George Bernard Shaw was born at 3 Upper Synge Street in the Portobello district of south Dublin on 26 July 1856, the only son of George Carr Shaw, a Dublin Protestant of small Anglo-Irish gentry stock and unreliable habits, and Lucinda Elizabeth Gurly, a singing teacher. The household was, by Shaw's own description in the autobiographical fragments of *Sixteen Self Sketches* (1949), unstable: his father was an alcoholic whose wholesale corn business slowly failed through Shaw's childhood; his mother left Dublin in 1873 with her singing teacher Vandeleur Lee and went to London to set up a music-teaching business. Shaw stayed in Dublin three years longer, working as a junior clerk at a Townsend Street land agency, and followed his mother to London in 1876 at the age of twenty. He never lived in Ireland again. He never lost the Dublin accent. He spent the next nine years on the allowance his mother could spare and on his own meagre earnings from music journalism, ghostwriting columns for Vandeleur Lee in the Hornet music magazine and reading at the British Museum reading room as the office of his self-education.

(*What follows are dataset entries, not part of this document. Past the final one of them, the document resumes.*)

pub(crate) fn calc_size(user_size: usize) -> usize {
    let aligned = user_size.div_ceil(ALIGN) * ALIGN;
    aligned + std::mem::size_of::<AtomicI32>()
}

/// # Safety
/// `mem` must point to a live mapping of at least `total_size` bytes.
unsafe fn acc_of<'a>(mem: *mut u8, total_size: usize) -> &'a AtomicI32 {
    let offset = total_size - std::mem::size_of::<AtomicI32>();
    &*(mem.add(offset) as *const AtomicI32)
}

// ---------------------------------------------------------------------------
// PlatformShm
// ---------------------------------------------------------------------------

pub struct PlatformShm {
    mem: *mut u8,
    size: usize,
    user_size: usize,
    name: String,
    prev_ref: i32,
    unlinked: AtomicBool,
    identity: (libc::dev_t, libc::ino_t),
}

// Safety: the mapping is process-shared by design; all access to the user
// region is serialised by named mutexes.
unsafe impl Send for PlatformShm {}
unsafe impl Sync for PlatformShm {}

#[derive(Debug, Clone, Copy, PartialEq, Eq)]
pub enum ShmMode {
    Create,
    Open,
    CreateOrOpen,
}

/// How long an opener waits for a concurrent creator to size the object.
const SIZE_WAIT: Duration = Duration::from_millis(100);

impl PlatformShm {
    pub fn acquire(name: &str, user_size: usize, mode: ShmMode) -> io::Result<Self> {
        if name.is_empty() {
            return Err(io::Error::new(io::ErrorKind::InvalidInput, "name is empty"));
        }
        if user_size == 0 {
            return Err(io::Error::new(io::ErrorKind::InvalidInput, "size is 0"));
        }

        let posix_name = names::make_shm_name(name);
        let c_name = CString::new(posix_name.as_bytes())
            .map_err(|e| io::Error::new(io::ErrorKind::InvalidInput, e))?;

        let perms: libc::mode_t = 0o666;
        let total_size = calc_size(user_size);

        let open_excl = || unsafe {
            libc::shm_open(
                c_name.as_ptr(),
                libc::O_RDWR | libc::O_CREAT | libc::O_EXCL,
                perms as libc::c_uint,
            )
        };
        let open_existing =
            || unsafe { libc::shm_open(c_name.as_ptr(), libc::O_RDWR, perms as libc::c_uint) };

        // Exclusive create first so ftruncate only runs on objects we own;
        // macOS may zero an already-sized object on a second ftruncate.
        let (fd, created) = match mode {
            ShmMode::Create => match open_excl() {
                -1 => return Err(io::Error::last_os_error()),
                f => (f, true),
            },
            ShmMode::Open => match open_existing() {
                -1 => return Err(io::Error::last_os_error()),
                f => (f, false),
            },
            ShmMode::CreateOrOpen => match open_excl() {
                -1 => {
                    let e = io::Error::last_os_error();
                    if e.raw_os_error() != Some(libc::EEXIST) {
                        return Err(e);
                    }
                    match open_existing() {
                        -1 => return Err(io::Error::last_os_error()),
                        f => (f, false),
                    }
                }
                f => (f, true),
            },
        };

        unsafe { libc::fchmod(fd, perms) };

        if created {
            if unsafe { libc::ftruncate(fd, total_size as libc::off_t) } != 0 {
                let err = io::Error::last_os_error();
                unsafe { libc::close(fd) };
                return Err(err);
            }
        } else if let Err(e) = wait_for_size(fd, total_size) {
            unsafe { libc::close(fd) };
            return Err(e);
        }

        Self::mmap_and_finish(fd, total_size, user_size, posix_name)
    }

    fn mmap_and_finish(
        fd: i32,
        total_size: usize,
        user_size: usize,
        posix_name: String,
    ) -> io::Result<Self> {
        let identity = match file_identity(fd) {
            Ok(id) => id,
            Err(e) => {
                unsafe { libc::close(fd) };
                return Err(e);
            }
        };
        let mem = unsafe {
            libc::mmap(
                ptr::null_mut(),
                total_size,
                libc::PROT_READ | libc::PROT_WRITE,
                libc::MAP_SHARED,
                fd,
                0,
            )
        };
        unsafe { libc::close(fd) };

        if mem == libc::MAP_FAILED {
            return Err(io::Error::last_os_error());
        }

        let prev = unsafe { acc_of(mem as *mut u8, total_size).fetch_add(1, Ordering::AcqRel) };

        Ok(Self {
            mem: mem as *mut u8,
            size: total_size,
            user_size,
            name: posix_name,
            prev_ref: prev,
            unlinked: AtomicBool::new(false),
            identity,
        })
    }

    pub fn as_mut_ptr(&self) -> *mut u8 {
        self.mem
    }

    pub fn user_size(&self) -> usize {
        self.user_size
    }

    pub fn name(&self) -> &str {
        &self.name
    }

    /// Mapping count before our own increment; 0 means we mapped it first.
    pub fn prev_ref_count(&self) -> i32 {
        self.prev_ref
    }

    pub fn ref_count(&self) -> i32 {
        unsafe { acc_of(self.mem, self.size).load(Ordering::Acquire) }
    }

    /// Remove the name. The mapping stays valid until drop. Idempotent per
    /// handle, so a later drop never unlinks an object re-created under the
    /// same name.
    pub fn unlink(&self) {
        if self.unlinked.swap(true, Ordering::AcqRel) {
            return;
        }
        if let Ok(c_name) = CString::new(self.name.as_bytes()) {
            unsafe { libc::shm_unlink(c_name.as_ptr()) };
        }
    }

    /// Whether the name still refers to the object this handle mapped, as
    /// opposed to having been removed or re-created since.
    pub fn is_current(&self) -> bool {
        let Ok(c_name) = CString::new(self.name.as_bytes()) else {
            return false;
        };
        let fd = unsafe { libc::shm_open(c_name.as_ptr(), libc::O_RDONLY, 0 as libc::c_uint) };
        if fd == -1 {
            return false;
        }
        let identity = file_identity(fd);
        unsafe { libc::close(fd) };
        identity.is_ok_and(|id| id == self.identity)
    }

    /// Unlink by logical name. Returns false if the name did not exist.
    pub fn unlink_by_name(name: &str) -> io::Result<bool> {
        let posix_name = names::make_shm_name(name);
        let c_name = CString::new(posix_name.as_bytes())
            .map_err(|e| io::Error::new(io::ErrorKind::InvalidInput, e))?;
        if unsafe { libc::shm_unlink(c_name.as_ptr()) } == 0 {
            return Ok(true);
        }
        let e = io::Error::last_os_error();
        if e.raw_os_error() == Some(libc::ENOENT) {
            Ok(false)
        } else {
            Err(e)
        }
    }
}

impl Drop for PlatformShm {
    fn drop(&mut self) {
        // Removal of the name is always explicit (last-exit or emergency
        // cleanup); dropping only releases this mapping.
        unsafe {
            acc_of(self.mem, self.size).fetch_sub(1, Ordering::AcqRel);
            libc::munmap(self.mem as *mut libc::c_void, self.size);
        }
    }
}

fn file_identity(fd: i32) -> io::Result<(libc::dev_t, libc::ino_t)> {
    let mut st: libc::stat = unsafe { std::mem::zeroed() };
    if unsafe { libc::fstat(fd, &mut st) } != 0 {
        return Err(io::Error::last_os_error());
    }
    Ok((st.st_dev, st.st_ino))
}

/// An opener can race the creator between `shm_open` and `ftruncate`;
/// mapping a zero-length object would fault on first access.
fn wait_for_size(fd: i32, total_size: usize) -> io::Result<()> {
    let deadline = Instant::now() + SIZE_WAIT;
    loop {
        let mut st: libc::stat = unsafe { std::mem::zeroed() };
        if unsafe { libc::fstat(fd, &mut st) } != 0 {
            return Err(io::Error::last_os_error());
        }
        if st.st_size as usize >= total_size {
            return Ok(());
        }
        if Instant::now() >= deadline {
            return Err(io::Error::new(
                io::ErrorKind::InvalidData,
                format!("shared object is {} bytes, expected {total_size}", st.st_size),
            ));
        }
        std::thread::sleep(Duration::from_millis(1));
    }
}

He found socialism at twenty-four. He read Henry George's *Progress and Poverty* in 1882 and the first volume of Marx's *Capital* in the French translation in 1883, joined the Hyndman-led Social Democratic Federation briefly, then in September 1884 joined the four-month-old Fabian Society. The Fabian decade was the institutional shape of his political life: he wrote *Fabian Essays in Socialism* with Sidney Webb, Sydney Olivier and Annie Besant in 1889, ran the Fabian propaganda committee with Webb through the 1890s, and was a founding member of the syndicate that bought *The New Statesman* magazine in 1913 to be the Fabian weekly platform. Through the same period he was the music critic of *The Star* (under the byline *Corno di Bassetto*) from 1888 and the drama critic of *The Saturday Review* from 1895. The criticism, the politics and the music journalism funded the long apprenticeship in the writing of plays.

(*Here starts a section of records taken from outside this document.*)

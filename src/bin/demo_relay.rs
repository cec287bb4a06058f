// SPDX-License-Identifier: MIT
// SPDX-FileCopyrightText: 2025-2026 natyamatsya contributors
//
// Usage:
//   demo_relay [seconds] [channel]
//
// Run several copies side by side. Each one joins the shared registry, gets a
// channel, and publishes a slowly drifting tuning table plus a few notes. The
// elected leader logs what it would forward to the tuning driver. Kill the
// leader (or let it time out) and watch another copy take over.
//
// With [channel] the process moves to that channel after a few seconds.
// Set RUST_LOG=mts_relay=debug for more detail.

use std::collections::BTreeSet;
use std::sync::atomic::{AtomicBool, Ordering};
use std::sync::Arc;
use std::thread;
use std::time::{Duration, Instant};

use tracing_subscriber::EnvFilter;

use mts_relay::{
    equal_temperament, FrequencyTable, Instance, MasterBusy, NoteRecord, OsLiveness, RelayConfig,
    SlotIndex, TuningInterface, CHANNEL_COUNT,
};

static QUIT: AtomicBool = AtomicBool::new(false);

/// Stands in for the device driver: logs instead of retuning anything.
struct LoggingTuning;

impl TuningInterface for LoggingTuning {
    fn register_as_master(&self) -> Result<(), MasterBusy> {
        tracing::info!("driver: registered as master");
        Ok(())
    }

    fn deregister_master(&self) {
        tracing::info!("driver: deregistered");
    }

    fn set_channel_relay_enabled(&self, channel: SlotIndex, enabled: bool) {
        tracing::info!(channel, enabled, "driver: relay state");
    }

    fn set_channel_tuning_table(&self, channel: SlotIndex, freqs: &FrequencyTable) {
        tracing::info!(channel, a4 = format_args!("{:.3}", freqs[69]), "driver: tuning table");
    }
}

fn detuned(cents: f64) -> FrequencyTable {
    let ratio = 2f64.powf(cents / 1200.0);
    let base = equal_temperament();
    std::array::from_fn(|n| base[n] * ratio)
}

fn install_signal_handlers() {
    extern "C" fn handler(_: libc::c_int) {
        QUIT.store(true, Ordering::Release);
    }
    unsafe {
        libc::signal(libc::SIGINT, handler as *const () as libc::sighandler_t);
        libc::signal(libc::SIGTERM, handler as *const () as libc::sighandler_t);
    }
}

fn main() {
    tracing_subscriber::fmt()
        .with_env_filter(EnvFilter::try_from_default_env().unwrap_or_else(|_| EnvFilter::new("info")))
        .try_init()
        .ok();

    let args: Vec<String> = std::env::args().collect();
    let seconds: u64 = match args.get(1).map(|s| s.parse()) {
        None => 30,
        Some(Ok(s)) => s,
        Some(Err(_)) => {
            eprintln!("usage: demo_relay [seconds] [channel]");
            std::process::exit(1);
        }
    };
    let target: Option<SlotIndex> = match args.get(2).map(|s| s.parse()) {
        None => None,
        Some(Ok(ch)) if ch < CHANNEL_COUNT => Some(ch),
        Some(_) => {
            eprintln!("channel must be 0..{CHANNEL_COUNT}");
            std::process::exit(1);
        }
    };

    install_signal_handlers();

    let instance = Instance::start(RelayConfig::default(), Arc::new(LoggingTuning), Arc::new(OsLiveness));
    if !instance.get_is_active() {
        eprintln!(
            "multi-instance support unavailable: {}",
            instance.get_error_message().unwrap_or_default()
        );
        std::process::exit(1);
    }
    println!(
        "joined as channel {:?}, leader: {}",
        instance.get_channel_index(),
        instance.is_leader()
    );

    let all: BTreeSet<SlotIndex> = (0..CHANNEL_COUNT).collect();
    let started = Instant::now();
    let mut moved = false;
    let mut tick = 0u64;
    while !QUIT.load(Ordering::Acquire) && started.elapsed() < Duration::from_secs(seconds) {
        tick += 1;
        let cents = (tick % 100) as f64 - 50.0;
        if let Err(e) = instance.update_freqs(&detuned(cents)) {
            eprintln!("update_freqs: {e}");
        }

        let channel = instance.get_channel_index().unwrap_or(0) as u8;
        let root = 48 + (tick % 24) as u8;
        let notes: Vec<NoteRecord> = [root, root + 4, root + 7]
            .into_iter()
            .map(|note| NoteRecord {
                frequency: equal_temperament()[note as usize],
                amplitude: 0.5,
                note,
                velocity: 96,
                channel,
            })
            .collect();
        if let Err(e) = instance.update_notes(&notes) {
            eprintln!("update_notes: {e}");
        }

        if let Some(ch) = target.filter(|_| !moved && started.elapsed() > Duration::from_secs(3)) {
            moved = true;
            match instance.change_channel(ch) {
                Ok(()) => println!("moved to channel {ch}, leader: {}", instance.is_leader()),
                Err(e) => eprintln!("change_channel: {e}"),
            }
        }

        if tick % 10 == 0 {
            let sounding = instance.get_channels_notes(&all).map(|n| n.len()).unwrap_or(0);
            println!(
                "channel {:?} leader={} notes sounding across all channels: {sounding}",
                instance.get_channel_index(),
                instance.is_leader()
            );
        }
        if !instance.get_is_active() {
            eprintln!("deactivated: {}", instance.get_error_message().unwrap_or_default());
            break;
        }
        thread::sleep(Duration::from_millis(100));
    }

    instance.shutdown();
    println!("left the registry");
}
// SPDX-License-Identifier: MIT
// SPDX-FileCopyrightText: 2025-2026 natyamatsya contributors
//
// Background threads with cooperative shutdown.

use std::io;
use std::thread::{self, JoinHandle};
use std::time::Duration;

use crossbeam_channel::{Receiver, RecvTimeoutError, Sender};

/// Handed to a worker body; tells it when to stop.
pub(crate) struct StopSignal {
    rx: Receiver<()>,
}

impl StopSignal {
    /// Sleep for `period`. Returns false as soon as a stop is requested.
    pub(crate) fn wait(&self, period: Duration) -> bool {
        matches!(self.rx.recv_timeout(period), Err(RecvTimeoutError::Timeout))
    }
}

/// A named thread that runs until its stop channel disconnects.
pub(crate) struct Worker {
    name: &'static str,
    stop: Sender<()>,
    handle: JoinHandle<()>,
}

impl Worker {
    pub(crate) fn spawn<F>(name: &'static str, body: F) -> io::Result<Self>
    where
        F: FnOnce(StopSignal) + Send + 'static,
    {
        let (stop, rx) = crossbeam_channel::bounded(0);
        let handle = thread::Builder::new()
            .name(name.to_owned())
            .spawn(move || body(StopSignal { rx }))?;
        Ok(Self { name, stop, handle })
    }

    /// Signal the worker and wait for it to exit.
    pub(crate) fn stop(self) {
        drop(self.stop);
        if self.handle.join().is_err() {
            tracing::error!(worker = self.name, "worker thread panicked");
        }
    }
}

#[cfg(test)]
mod tests {
    use super::*;
    use std::sync::atomic::{AtomicUsize, Ordering};
    use std::sync::Arc;
    use std::time::Instant;

    #[test]
    fn stop_interrupts_long_wait() {
        let ticks = Arc::new(AtomicUsize::new(0));
        let t = Arc::clone(&ticks);
        let worker = Worker::spawn("test-worker", move |stop| {
            while stop.wait(Duration::from_secs(30)) {
                t.fetch_add(1, Ordering::Relaxed);
            }
        })
        .expect("spawn");

        let started = Instant::now();
        worker.stop();
        assert!(started.elapsed() < Duration::from_secs(5));
        assert_eq!(ticks.load(Ordering::Relaxed), 0);
    }

    #[test]
    fn worker_ticks_until_stopped() {
        let ticks = Arc::new(AtomicUsize::new(0));
        let t = Arc::clone(&ticks);
        let worker = Worker::spawn("test-ticker", move |stop| {
            while stop.wait(Duration::from_millis(1)) {
                t.fetch_add(1, Ordering::Relaxed);
            }
        })
        .expect("spawn");

        let deadline = Instant::now() + Duration::from_secs(5);
        while ticks.load(Ordering::Relaxed) < 3 && Instant::now() < deadline {
            thread::sleep(Duration::from_millis(1));
        }
        worker.stop();
        assert!(ticks.load(Ordering::Relaxed) >= 3);
    }
}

He was forty before the playwriting paid. The early plays (*Widowers' Houses* 1892, *Mrs Warren's Profession* 1893, *Arms and the Man* 1894, *Candida* 1894) were performed in small private subscription seasons at the Independent Theatre and the Royal Court but were not commercial successes; *Mrs Warren's Profession* (a play about a prostitute who has retired into running a chain of brothels) was banned from public performance in Britain until 1925 on the Lord Chamberlain's refusal of a licence. The break came at the Royal Court Theatre under Harley Granville-Barker's management between 1904 and 1907. Barker staged the first commercial run of the major Shaw plays as a season-by-season repertory: *John Bull's Other Island* (1904), *Major Barbara* (1905), *Caesar and Cleopatra* (1906), *The Doctor's Dilemma* (1906), *Man and Superman* (1907). By the end of the Barker run Shaw was, at fifty-one, the most-performed English playwright since Sheridan. The 1912 *Pygmalion* with Mrs Patrick Campbell as Eliza Doolittle at the Royal Theatre Haymarket was the commercial blockbuster; the 1923 *Saint Joan* at the New Theatre with Sybil Thorndike was the play that took the Nobel Prize in Literature in 1925.

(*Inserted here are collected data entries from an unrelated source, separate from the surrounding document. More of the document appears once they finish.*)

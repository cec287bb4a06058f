// SPDX-License-Identifier: MIT
// SPDX-FileCopyrightText: 2025-2026 natyamatsya contributors
//
// The per-plugin-instance handle and the surface the rest of the plugin uses.

use std::collections::BTreeSet;
use std::sync::atomic::{AtomicBool, AtomicUsize, Ordering};
use std::sync::Arc;

use parking_lot::Mutex;

use crate::config::RelayConfig;
use crate::error::{FatalInitError, MigrationError, Result};
use crate::layout::{FrequencyTable, NoteRecord, PendingAction, Pid, SlotIndex, CHANNEL_COUNT};
use crate::lifecycle;
use crate::liveness::LivenessOracle;
use crate::shared::SharedResources;
use crate::tuning::TuningInterface;
use crate::worker::Worker;

const NO_SLOT: usize = usize::MAX;

#[derive(Default)]
struct Workers {
    heartbeat: Option<Worker>,
    relay: Option<Worker>,
    release: Option<Worker>,
}

/// State of an initialized instance, shared with its heartbeat and relay
/// threads.
///
/// The realtime path only reads atomics. Role and slot transitions
/// (promotion, migration, teardown) are serialised by `transition`, which the
/// heartbeat only ever `try_lock`s, so any holder may join the heartbeat.
pub(crate) struct Core {
    pub(crate) config: RelayConfig,
    pub(crate) pid: Pid,
    pub(crate) shared: SharedResources,
    pub(crate) tuning: Arc<dyn TuningInterface>,
    pub(crate) liveness: Arc<dyn LivenessOracle>,
    pub(crate) transition: Mutex<()>,
    slot: AtomicUsize,
    owns_slot: AtomicBool,
    active: AtomicBool,
    leader: AtomicBool,
    closed: AtomicBool,
    error_message: Mutex<Option<String>>,
    workers: Mutex<Workers>,
}

impl Core {
    pub(crate) fn new(
        config: RelayConfig,
        pid: Pid,
        shared: SharedResources,
        tuning: Arc<dyn TuningInterface>,
        liveness: Arc<dyn LivenessOracle>,
        slot: SlotIndex,
    ) -> Self {
        Self {
            config,
            pid,
            shared,
            tuning,
            liveness,
            transition: Mutex::new(()),
            slot: AtomicUsize::new(slot),
            owns_slot: AtomicBool::new(true),
            active: AtomicBool::new(true),
            leader: AtomicBool::new(false),
            closed: AtomicBool::new(false),
            error_message: Mutex::new(None),
            workers: Mutex::new(Workers::default()),
        }
    }

    pub(crate) fn own_slot(&self) -> Option<SlotIndex> {
        match self.slot.load(Ordering::Acquire) {
            NO_SLOT => None,
            slot => Some(slot),
        }
    }

    /// The slot this instance holds in the registry; `None` for a guest.
    pub(crate) fn owned_slot(&self) -> Option<SlotIndex> {
        self.own_slot()
            .filter(|_| self.owns_slot.load(Ordering::Acquire))
    }

    pub(crate) fn set_slot(&self, slot: SlotIndex, owns: bool) {
        self.owns_slot.store(owns, Ordering::Release);
        self.slot.store(slot, Ordering::Release);
    }

    pub(crate) fn is_active(&self) -> bool {
        self.active.load(Ordering::Acquire)
    }

    pub(crate) fn set_inactive(&self, reason: Option<String>) {
        self.active.store(false, Ordering::Release);
        if reason.is_some() {
            *self.error_message.lock() = reason;
        }
    }

    pub(crate) fn is_leader(&self) -> bool {
        self.leader.load(Ordering::Acquire)
    }

    pub(crate) fn set_leader(&self, leader: bool) -> bool {
        self.leader.swap(leader, Ordering::AcqRel)
    }

    pub(crate) fn is_closed(&self) -> bool {
        self.closed.load(Ordering::Acquire)
    }

    pub(crate) fn close(&self) -> bool {
        self.closed.swap(true, Ordering::AcqRel)
    }

    pub(crate) fn put_heartbeat(&self, worker: Worker) {
        let old = self.workers.lock().heartbeat.replace(worker);
        if let Some(old) = old {
            old.stop();
        }
    }

    pub(crate) fn take_heartbeat(&self) -> Option<Worker> {
        self.workers.lock().heartbeat.take()
    }

    pub(crate) fn put_relay(&self, worker: Worker) {
        let old = self.workers.lock().relay.replace(worker);
        if let Some(old) = old {
            old.stop();
        }
    }

    pub(crate) fn take_relay(&self) -> Option<Worker> {
        self.workers.lock().relay.take()
    }

    pub(crate) fn put_release(&self, worker: Worker) {
        let old = self.workers.lock().release.replace(worker);
        if let Some(old) = old {
            old.stop();
        }
    }

    pub(crate) fn take_release(&self) -> Option<Worker> {
        self.workers.lock().release.take()
    }

    /// Whether the realtime path may still write `slot`. Checked with the
    /// slot's lock held, so a migration that has cleared ownership never
    /// sees a late write land on a vacated channel.
    fn may_write(&self, slot: SlotIndex) -> bool {
        self.is_active() && self.owned_slot() == Some(slot)
    }

    /// Hand `channel` back: ask the leader to stop relaying it and drop its
    /// ghost notes. Returns its last frequency table.
    fn vacate_channel(&self, channel: SlotIndex) -> Option<FrequencyTable> {
        let table = match self.shared.lock_tuning(channel) {
            Ok(mut block) => {
                block.set_pending(PendingAction::DisableRelay);
                block.set_dirty(false);
                Some(*block.frequencies())
            }
            Err(e) => {
                tracing::warn!(channel, error = %e, "could not disable relay for vacated channel");
                None
            }
        };
        if let Err(e) = self.shared.lock_notes(channel).map(|mut notes| notes.clear()) {
            tracing::warn!(channel, error = %e, "could not clear notes of vacated channel");
        }
        table
    }

    /// Initialise a newly claimed channel, carrying over the previous table.
    fn adopt_channel(&self, channel: SlotIndex, carried: Option<FrequencyTable>) {
        let adopted = self.shared.lock_tuning(channel).map(|mut block| {
            block.reset();
            if let Some(table) = &carried {
                block.set_frequencies(table);
                block.set_dirty(true);
            }
        });
        if let Err(e) = adopted {
            tracing::warn!(channel, error = %e, "could not initialise tuning of new channel");
        }
        if let Err(e) = self.shared.lock_notes(channel).map(|mut notes| notes.clear()) {
            tracing::warn!(channel, error = %e, "could not clear notes of new channel");
        }
    }
}

/// One plugin instance's membership in the shared channel registry.
///
/// Construct with [`Instance::start`] (never fails, may be inactive) or
/// [`Instance::initialize`]. Dropping the instance releases its channel, and
/// the last instance to go removes every shared object.
pub struct Instance {
    core: Option<Arc<Core>>,
    init_error: Option<String>,
}

impl Instance {
    /// Join the registry of `config.namespace` within `config.init_timeout`.
    pub fn initialize(
        config: RelayConfig,
        tuning: Arc<dyn TuningInterface>,
        liveness: Arc<dyn LivenessOracle>,
    ) -> std::result::Result<Self, FatalInitError> {
        let core = lifecycle::initialize(config, tuning, liveness)?;
        Ok(Self {
            core: Some(core),
            init_error: None,
        })
    }

    /// Like [`Instance::initialize`], but a failure yields an inactive
    /// instance that carries the reason in [`Instance::get_error_message`].
    pub fn start(
        config: RelayConfig,
        tuning: Arc<dyn TuningInterface>,
        liveness: Arc<dyn LivenessOracle>,
    ) -> Self {
        match Self::initialize(config, tuning, liveness) {
            Ok(instance) => instance,
            Err(e) => {
                tracing::error!(error = %e, "multi-instance support disabled");
                Self {
                    core: None,
                    init_error: Some(e.to_string()),
                }
            }
        }
    }

    fn active_core(&self) -> Option<&Arc<Core>> {
        self.core.as_ref().filter(|core| core.is_active())
    }

    /// Publish this channel's tuning table for the leader to relay.
    ///
    /// A no-op while inactive or while sharing a channel held by another
    /// instance.
    pub fn update_freqs(&self, freqs: &FrequencyTable) -> Result<()> {
        let Some(core) = self.active_core() else {
            return Ok(());
        };
        let Some(slot) = core.owned_slot() else {
            return Ok(());
        };
        let mut block = core.shared.lock_tuning(slot)?;
        if !core.may_write(slot) {
            return Ok(());
        }
        block.set_frequencies(freqs);
        block.set_dirty(true);
        Ok(())
    }

    /// Replace the notes other instances see for this channel.
    pub fn update_notes(&self, notes: &[NoteRecord]) -> Result<()> {
        let Some(core) = self.active_core() else {
            return Ok(());
        };
        let Some(slot) = core.owned_slot() else {
            return Ok(());
        };
        let mut block = core.shared.lock_notes(slot)?;
        if !core.may_write(slot) {
            return Ok(());
        }
        let dropped = block.publish(notes);
        drop(block);
        if dropped > 0 {
            tracing::debug!(channel = slot, dropped, "note list truncated");
        }
        Ok(())
    }

    /// Notes published on `channels`, in channel order.
    pub fn get_channels_notes(&self, channels: &BTreeSet<SlotIndex>) -> Result<Vec<NoteRecord>> {
        let Some(core) = self.active_core() else {
            return Ok(Vec::new());
        };
        let mut out = Vec::new();
        for &channel in channels {
            out.extend_from_slice(core.shared.lock_notes(channel)?.notes());
        }
        Ok(out)
    }

    pub fn get_channel_index(&self) -> Option<SlotIndex> {
        self.active_core().and_then(|core| core.own_slot())
    }

    pub fn get_is_active(&self) -> bool {
        self.active_core().is_some()
    }

    /// Whether this instance currently drives the tuning interface.
    pub fn is_leader(&self) -> bool {
        self.active_core().is_some_and(|core| core.is_leader())
    }

    /// Why the instance is inactive, if it is.
    pub fn get_error_message(&self) -> Option<String> {
        if let Some(e) = &self.init_error {
            return Some(e.clone());
        }
        self.core.as_ref().and_then(|core| core.error_message.lock().clone())
    }

    /// Move to channel `desired`.
    ///
    /// A free or stale slot is claimed, and leadership follows it. A slot held
    /// by a live instance is shared without eviction: this instance keeps
    /// showing that channel but publishes nothing to it, and a leader steps
    /// down. The previous slot is vacated in both cases.
    pub fn change_channel(&self, desired: SlotIndex) -> std::result::Result<(), MigrationError> {
        let core = self.active_core().ok_or(MigrationError::Inactive)?;
        if desired >= CHANNEL_COUNT {
            return Err(MigrationError::InvalidChannel(desired));
        }

        let _transition = core.transition.lock();
        if !core.is_active() {
            return Err(MigrationError::Inactive);
        }
        let old = core.owned_slot();
        if old == Some(desired) {
            return Ok(());
        }
        let was_leader = core.is_leader();

        // Stop realtime writes to the old channel before anyone else can
        // claim it, then hand it back while it is still ours.
        let carried = old.and_then(|old| {
            core.set_slot(old, false);
            core.vacate_channel(old)
        });

        let claimed = {
            let mut reg = match core.shared.lock_registry() {
                Ok(reg) => reg,
                Err(e) => {
                    if let Some(old) = old {
                        core.set_slot(old, true);
                    }
                    core.deactivate(&e);
                    return Err(MigrationError::Deactivated(e));
                }
            };
            if let Some(old) = old {
                reg.release(old, core.pid);
            }
            let claimed = reg.try_claim(desired, core.pid, core.liveness.as_ref());
            if was_leader {
                if claimed {
                    reg.set_leader(Some(desired));
                } else if reg.leader() == old {
                    reg.set_leader(None);
                }
            }
            claimed
        };

        if claimed {
            core.adopt_channel(desired, carried);
        }
        core.set_slot(desired, claimed);
        tracing::info!(from = ?old, to = desired, owner = claimed, "changed channel");

        if was_leader && !claimed {
            core.step_down(old);
            if let Err(e) = core.start_heartbeat() {
                core.deactivate(&e);
                return Err(MigrationError::Deactivated(e));
            }
        }
        Ok(())
    }

    /// Leave the registry now instead of at drop.
    pub fn shutdown(mut self) {
        if let Some(core) = self.core.take() {
            core.teardown();
        }
    }
}

impl Drop for Instance {
    fn drop(&mut self) {
        if let Some(core) = self.core.take() {
            core.teardown();
        }
    }
}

He refused the Nobel cash prize on the grounds that he did not need it. The Swedish Academy's translator, the historian Klas Pontus Arnoldson, persuaded him after fifteen months of correspondence to accept the medal and the diploma; the money was redirected, on Shaw's instruction, to the foundation of the Anglo-Swedish Literary Foundation. He turned down a knighthood three times. He accepted the Order of Merit in 1925 (membership in the OM was less than membership in a chivalric order and required no kneeling). He had been a founder, with Sidney and Beatrice Webb and Graham Wallas, of the London School of Economics and Political Science in 1895; the school's first courses ran from rented rooms at 9 John Street, Adelphi in the autumn of 1895 and the Fabian-Webb-Shaw nucleus of the founders remained the moral-intellectual centre of the school through the next thirty years. The 1930s political register went off the rails. He travelled to the Soviet Union in 1931 (was photographed in audience with Stalin), came home saying things about the Soviet experiment that the 1937 show trials and the post-1945 disclosures could not be reconciled with. The Mussolini sympathies of the early 1930s were less direct but were on the record. Both are part of the standard modern biographical paragraph.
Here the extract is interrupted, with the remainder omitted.